Task 4: Layered Animation
Now that we have the basics, it is time to do something a little more advanced. If our game has items, then our character may need to be holding an item while they walk. In our example below, we have given our character a dagger (it is stabbin’ time).
We do not want to have to create a new walk cycle for each item. So we are going to split our animation into two layers: one with the character and one with the item. In our example, we are actually going to pull off the hand as well, so that it looks like the hand is gripping the item. The result is two different sprite sheets like the ones shown below.
Our game engine will take these two sprite sheets and layer them on top of each other, producing the following composite animation.
We want you to do something similar. You will have a background walk animation, but then you will have some form of item in another animation. It can be an item in the hand (but not a dagger). Or it can be a piece of clothing like a hat. You will need to figure out which one goes on top. Our dagger went underneath the animation, because it uses the hand behind the character. But a hat is likely to go on top.
When you construct the sprite sheets for the animation, make sure that they are the same
size and share the same traversal (an advanced technique would use a smaller sprite
sheet for the item, but that is beyond the scope of this activity). Name the upper
layer walk-upper.png
and the lower layer walk-lower.png
. Put them both in the folder
animation
. You may also need to update the "span"
and "cols"
for "upper-strip"
and "lower-strip"
in assets.json
.
Once you have done that you should be able to test out your animation in the Animation Tool. The scene Composite Alignment shows off the traversal step, while the scene Composite Animation shows off the resulting animation.
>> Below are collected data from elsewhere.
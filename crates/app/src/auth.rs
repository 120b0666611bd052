use client::{ApiClient, MemoryStore, Session, SessionStore, TOKEN_KEY, USER_KEY};
use dioxus::prelude::*;
use shared_types::AdminUser;

/// `localStorage`-backed [`SessionStore`].
///
/// Storage is only reachable through async `eval`, so reads are served from
/// a snapshot taken by [`BrowserStore::load`]. Writes update the snapshot
/// and are forwarded to `localStorage`.
#[derive(Debug, Default)]
pub struct BrowserStore {
    snapshot: MemoryStore,
}

impl BrowserStore {
    /// Read the session keys out of `localStorage`.
    pub async fn load() -> Self {
        let store = Self::default();
        let mut eval = document::eval(&format!(
            "dioxus.send([localStorage.getItem({TOKEN_KEY:?}), localStorage.getItem({USER_KEY:?})]);"
        ));
        match eval.recv::<(Option<String>, Option<String>)>().await {
            Ok((token, user)) => {
                if let Some(token) = token {
                    store.snapshot.set(TOKEN_KEY, &token);
                }
                if let Some(user) = user {
                    store.snapshot.set(USER_KEY, &user);
                }
            }
            Err(e) => tracing::warn!(error = ?e, "Could not read stored session"),
        }
        store
    }
}

impl SessionStore for BrowserStore {
    fn get(&self, key: &str) -> Option<String> {
        self.snapshot.get(key)
    }

    fn set(&self, key: &str, value: &str) {
        self.snapshot.set(key, value);
        // serde_json quoting doubles as JS string escaping
        match serde_json::to_string(value) {
            Ok(literal) => {
                document::eval(&format!("localStorage.setItem({key:?}, {literal});"));
            }
            Err(e) => tracing::warn!(error = %e, key, "Could not store session value"),
        }
    }

    fn remove(&self, key: &str) {
        self.snapshot.remove(key);
        document::eval(&format!("localStorage.removeItem({key:?});"));
    }
}

/// Global authentication state.
///
/// `ready` flips once the stored session has been read, so the guard never
/// bounces a signed-in admin to the login screen during startup.
#[derive(Clone, Copy)]
pub struct AuthState {
    pub session: Signal<Option<Session>>,
    pub ready: Signal<bool>,
    api: Signal<ApiClient>,
}

impl AuthState {
    pub fn new() -> Self {
        Self {
            session: Signal::new(None),
            ready: Signal::new(false),
            api: Signal::new(ApiClient::from_config(&client::config().api)),
        }
    }

    pub fn is_ready(&self) -> bool {
        *self.ready.read()
    }

    pub fn is_authenticated(&self) -> bool {
        self.session.read().is_some()
    }

    pub fn current_user(&self) -> Option<AdminUser> {
        self.session.read().as_ref().map(|s| s.user.clone())
    }

    /// API client carrying the current token.
    ///
    /// Reads without subscribing so fetch effects do not re-run on login
    /// or logout.
    pub fn client(&self) -> ApiClient {
        let token = self.session.peek().as_ref().map(|s| s.token.clone());
        self.api.peek().clone().with_token(token)
    }

    /// Store a fresh session and mark the admin as signed in.
    pub fn login(&mut self, session: Session) {
        session.persist(&BrowserStore::default());
        self.session.set(Some(session));
    }

    /// Forget the session, both in memory and in storage.
    pub fn logout(&mut self) {
        Session::clear(&BrowserStore::default());
        if self.session.peek().is_some() {
            tracing::info!("Admin signed out");
            self.session.set(None);
        }
    }
}

/// Hook to access auth state.
pub fn use_auth() -> AuthState {
    use_context::<AuthState>()
}

/// Restores the persisted session once on startup. Render near the root.
#[component]
pub fn SessionLoader() -> Element {
    let mut auth = use_auth();

    use_future(move || async move {
        let store = BrowserStore::load().await;
        let restored = Session::restore(&store);
        if let Some(session) = &restored {
            tracing::info!(email = %session.user.email, "Restored admin session");
        }
        auth.session.set(restored);
        auth.ready.set(true);
    });

    rsx! {}
}

#[cfg(test)]
mod tests {
    use super::*;
    use shared_types::UserRole;

    #[test]
    fn empty_snapshot_restores_nothing() {
        let store = BrowserStore::default();
        assert_eq!(Session::restore(&store), None);
        assert!(store.get(TOKEN_KEY).is_none());
    }

    #[test]
    fn snapshot_restores_session() {
        let store = BrowserStore::default();
        store.snapshot.set(TOKEN_KEY, "tok");
        store.snapshot.set(
            USER_KEY,
            r#"{"id": 7, "name": "Dewi", "email": "dewi@example.com", "role": "admin"}"#,
        );
        let session = Session::restore(&store).unwrap();
        assert_eq!(session.token, "tok");
        assert_eq!(session.user.role, UserRole::Admin);
    }
}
As one final step we want you to make an additional item/hat which can be swapped out
for the first one. If the item/item is the lower layer, call this sprite sheet
walk-lower2.pg
. If it is the upper layer, call it walk-upper2.png
. You can swap
this with the original files to try out the animation in the animation tool.
Submission
Due: Thu, Feb 02 at 11:59 PM
Everything that you created or modified should be in the folder animation
that is
part of the animation tool. We want you to ZIP up that folder and submit it as
lab1design.zip
to CMS. If you do not know how to
create a ZIP file, come to office hours to get
some help.
Once again, we are not grading this assignment on art. We are grading it how well the animation turns out. We will grade on the smoothness of the animation and the alignment of the traversal step. Nothing more.